Der kostenfreie Dateitransfermanager Cyberduck liegt seit heute in der Version 6.1 vor. Die wichtigste Neuerung ist eine beschleunigte Dateisuche für Amazon S3, Dropbox, Google Drive und OneDrive - für diesen Vorgang wird nach Angaben des Schweizer Herstellers iterate kein rekursives Auflisten von Verzeichnissen mehr benötigt, was den Zeitaufwand senkt. Außerdem bietet das Update diverse Bug-Fixes.

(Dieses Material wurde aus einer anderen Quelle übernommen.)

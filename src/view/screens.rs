//! Full-screen views: splash, onboarding and the four tab bodies

use ratatui::{
    layout::{Alignment, Constraint, Direction, Layout, Rect},
    style::{Modifier, Style},
    text::{Line, Span},
    widgets::{Block, Borders, ListItem, Padding, Paragraph, Wrap},
    Frame,
};

use crate::model::{AppModel, LibrarySection, SelectedItem, Tab, INTERESTS, ONBOARDING_STEPS};
use super::theme::{gradient_color, Palette};
use super::utils::{centered_rect, format_count, render_scrollable_list, truncate_string};

pub fn render_splash(frame: &mut Frame, palette: &Palette) {
    let area = centered_rect(frame.area(), 40, 7);
    let lines = vec![
        Line::from(Span::styled("✦", Style::default().fg(palette.accent_alt))),
        Line::from(""),
        Line::from(Span::styled(
            "Sublyme",
            palette.title().add_modifier(Modifier::BOLD),
        )),
        Line::from(Span::styled(
            "LAYER YOUR INTENTIONS",
            Style::default().fg(palette.muted),
        )),
        Line::from(""),
        Line::from(Span::styled("…", Style::default().fg(palette.accent))),
    ];
    frame.render_widget(Paragraph::new(lines).alignment(Alignment::Center), area);
}

pub fn render_onboarding(frame: &mut Frame, model: &AppModel, palette: &Palette) {
    let onboarding = &model.ui.onboarding;
    let area = centered_rect(frame.area(), 60, 20);

    let chunks = Layout::default()
        .direction(Direction::Vertical)
        .constraints([
            Constraint::Length(1), // Skip hint
            Constraint::Min(0),    // Step body
            Constraint::Length(1), // Step dots
            Constraint::Length(1), // Continue hint
        ])
        .split(area);

    frame.render_widget(
        Paragraph::new("s  Skip")
            .alignment(Alignment::Right)
            .style(Style::default().fg(palette.muted)),
        chunks[0],
    );

    let mut body = Vec::new();
    match onboarding.step {
        0 => {
            body.push(Line::from(Span::styled("Subliminals under", palette.title())));
            body.push(Line::from(Span::styled("your favorite music", palette.title())));
            body.push(Line::from(""));
            body.push(Line::from(Span::styled(
                "Listen to your favorite songs while absorbing powerful affirmations in the background. Manifest while you vibe.",
                Style::default().fg(palette.muted),
            )));
        }
        1 => {
            body.push(Line::from(Span::styled("What do you want to work on?", palette.title())));
            body.push(Line::from(""));
            for (i, interest) in INTERESTS.iter().enumerate() {
                let picked = onboarding.interests.contains(interest);
                let marker = if picked { "[x]" } else { "[ ]" };
                body.push(Line::from(Span::styled(
                    format!("{} {}", marker, interest),
                    palette.row(i == onboarding.cursor),
                )));
            }
            body.push(Line::from(""));
            body.push(Line::from(Span::styled(
                "↑↓ move · Space pick",
                Style::default().fg(palette.muted),
            )));
        }
        _ => {
            body.push(Line::from(Span::styled("Stay consistent", palette.title())));
            body.push(Line::from(""));
            body.push(Line::from(Span::styled(
                "Subliminals work best with repetition. Allow notifications to get daily reminders and track your streaks.",
                Style::default().fg(palette.muted),
            )));
        }
    }
    frame.render_widget(
        Paragraph::new(body)
            .alignment(Alignment::Center)
            .wrap(Wrap { trim: true }),
        chunks[1],
    );

    let dots: Vec<Span> = (0..ONBOARDING_STEPS)
        .map(|i| {
            if i == onboarding.step {
                Span::styled(" ━━ ", Style::default().fg(palette.accent))
            } else {
                Span::styled(" ─ ", Style::default().fg(palette.muted))
            }
        })
        .collect();
    frame.render_widget(Paragraph::new(Line::from(dots).centered()), chunks[2]);

    let cta = if onboarding.is_last_step() { "Enter  Get Started" } else { "Enter  Continue" };
    frame.render_widget(
        Paragraph::new(cta)
            .alignment(Alignment::Center)
            .style(palette.title()),
        chunks[3],
    );
}

/// One list row for any selectable item
fn item_row<'a>(model: &AppModel, item: &SelectedItem, selected: bool, width: usize, palette: &Palette) -> ListItem<'a> {
    let text = match item {
        SelectedItem::Track(track) => {
            let liked = if model.playback.is_liked(&track.id) { "♥" } else { " " };
            let plays = track.plays.map(format_count).unwrap_or_default();
            let title_width = width.saturating_sub(30).max(10);
            format!(
                " {} {} {:<18} {:>6} {:>6}",
                liked,
                truncate_string(&track.title, title_width),
                truncate_string(&track.artist, 18),
                track.duration,
                plays
            )
        }
        SelectedItem::Category { id } => match model.catalog.category(id) {
            Some(category) => format!(" ■ {:<20} {} tracks", category.name, category.track_count),
            None => format!(" ■ {}", id),
        },
        SelectedItem::Creator { id } => match model.catalog.creator(id) {
            Some(creator) => format!(" ◉ {:<20} {}  {} followers", creator.name, creator.handle, creator.followers),
            None => format!(" ◉ {}", id),
        },
    };

    let mut style = palette.row(selected);
    if !selected {
        if let SelectedItem::Category { id } = item {
            if let Some(category) = model.catalog.category(id) {
                style = style.fg(gradient_color(&category.gradient));
            }
        }
    }
    ListItem::new(text).style(style)
}

pub fn render_tab_body(frame: &mut Frame, area: Rect, model: &AppModel, tab: Tab, palette: &Palette) {
    match tab {
        Tab::Home => render_home(frame, area, model, palette),
        Tab::Explore => render_item_list(frame, area, model, " Explore ", palette),
        Tab::Library => render_library(frame, area, model, palette),
        Tab::Profile => render_profile_tab(frame, area, model, palette),
    }
}

fn render_item_list(frame: &mut Frame, area: Rect, model: &AppModel, title: &str, palette: &Palette) {
    let width = area.width.saturating_sub(4) as usize;
    let items: Vec<ListItem> = model
        .tab_items()
        .iter()
        .enumerate()
        .map(|(i, item)| item_row(model, item, i == model.ui.selected, width, palette))
        .collect();

    let block = Block::default()
        .borders(Borders::ALL)
        .title(title.to_string())
        .title_style(palette.title())
        .padding(Padding::horizontal(1))
        .border_style(palette.border(true));

    render_scrollable_list(frame, area, items, model.ui.selected, block);
}

fn render_home(frame: &mut Frame, area: Rect, model: &AppModel, palette: &Palette) {
    let chunks = Layout::default()
        .direction(Direction::Vertical)
        .constraints([
            Constraint::Length(5), // Featured hero
            Constraint::Min(0),    // Categories + trending
        ])
        .split(area);

    let hero_lines = match model.catalog.featured() {
        Some(track) => vec![
            Line::from(Span::styled(" FEATURED ", Style::default().fg(palette.background).bg(palette.accent_alt))),
            Line::from(Span::styled(track.title.clone(), palette.title())),
            Line::from(Span::styled(
                "Reprogram your subconscious for limitless possibilities while you sleep.",
                Style::default().fg(palette.muted),
            )),
        ],
        None => vec![Line::from("Nothing featured")],
    };
    frame.render_widget(
        Paragraph::new(hero_lines)
            .wrap(Wrap { trim: true })
            .block(
                Block::default()
                    .borders(Borders::ALL)
                    .padding(Padding::horizontal(1))
                    .border_style(palette.border(model.ui.selected == 0)),
            ),
        chunks[0],
    );

    render_item_list(frame, chunks[1], model, " Explore Categories · Trending Now ", palette);
}

fn render_library(frame: &mut Frame, area: Rect, model: &AppModel, palette: &Palette) {
    let chunks = Layout::default()
        .direction(Direction::Vertical)
        .constraints([Constraint::Length(1), Constraint::Min(0)])
        .split(area);

    let sections = [LibrarySection::Favorites, LibrarySection::Playlists, LibrarySection::History];
    let spans: Vec<Span> = sections
        .iter()
        .map(|s| {
            if *s == model.ui.library_section {
                Span::styled(format!(" {} ", s.label()), palette.row(true))
            } else {
                Span::styled(format!(" {} ", s.label()), Style::default().fg(palette.muted))
            }
        })
        .collect();
    frame.render_widget(Paragraph::new(Line::from(spans)), chunks[0]);

    if model.tab_items().is_empty() {
        frame.render_widget(
            Paragraph::new("Nothing here yet. Play something!")
                .style(Style::default().fg(palette.muted))
                .block(Block::default().borders(Borders::ALL).border_style(palette.border(true))),
            chunks[1],
        );
    } else {
        render_item_list(frame, chunks[1], model, " Library  ←→ section ", palette);
    }
}

fn render_profile_tab(frame: &mut Frame, area: Rect, model: &AppModel, palette: &Palette) {
    let chunks = Layout::default()
        .direction(Direction::Vertical)
        .constraints([Constraint::Length(7), Constraint::Min(0)])
        .split(area);

    let stats = &model.catalog.user_stats;
    let interests = if model.ui.onboarding.interests.is_empty() {
        "No focus areas picked".to_string()
    } else {
        model.ui.onboarding.interests.join(" · ")
    };
    let lines = vec![
        Line::from(Span::styled("Alex Doe", palette.title())),
        Line::from(Span::styled("Premium Member", Style::default().fg(palette.muted))),
        Line::from(format!(
            "{} days active · {} hours listened · {} day streak",
            stats.days_active, stats.hours_listened, stats.streak
        )),
        Line::from(Span::styled(interests, Style::default().fg(palette.accent_alt))),
    ];
    frame.render_widget(
        Paragraph::new(lines)
            .alignment(Alignment::Center)
            .block(Block::default().borders(Borders::ALL).border_style(palette.border(false))),
        chunks[0],
    );

    render_item_list(frame, chunks[1], model, " Creators you follow ", palette);
}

Das ab OS X Lion lauffähige Cyberduck steht unter einer Open-Source-Lizenz, kann Verbindungen zu FTP-, SFTP- und WebDAV-Servern sowie zu Online-Speicherdiensten wie Dropbox, Amazon S3, Backblaze, OneDrive, Google Cloud Storage, Google Drive und Azure Storage herstellen und bietet viele Funktionen für die Dateiverwaltung (Up- und Download, Anlegen von Ordnern, Synchronisation, Umbenennen, Server-zu-Server-Transfers, Verschieben von Dateien und Verzeichnissen...).

Cyberduck

Screenshot von Cyberduck.
Bild: iterate.



Zum weiteren Funktionsumfang gehören Anbindung an Texteditoren, eine Bandbreitenbeschränkung, Wiederaufnahme abgebrochener Up- und Downloads, Protokollierung, Notifikationen, Terminal-Anbindung, Unterstützung gängiger Sicherheitsstandards sowie Import von Bookmarks aus anderen FTP-Clients.

Auch eine Verschlüsselungsfunktion auf Basis der Open-Source-Software Cryptomator ist vorhanden. Sie ermöglicht das Verschlüsseln von Dateien vor dem Upload zu Servern oder Cloud-Speicherdiensten. Mit Cyberduck lassen sich verschlüsselte Tresore erzeugen, die per Passwort geschützt sind und in die beliebige Dateien und Ordner abgelegt werden können.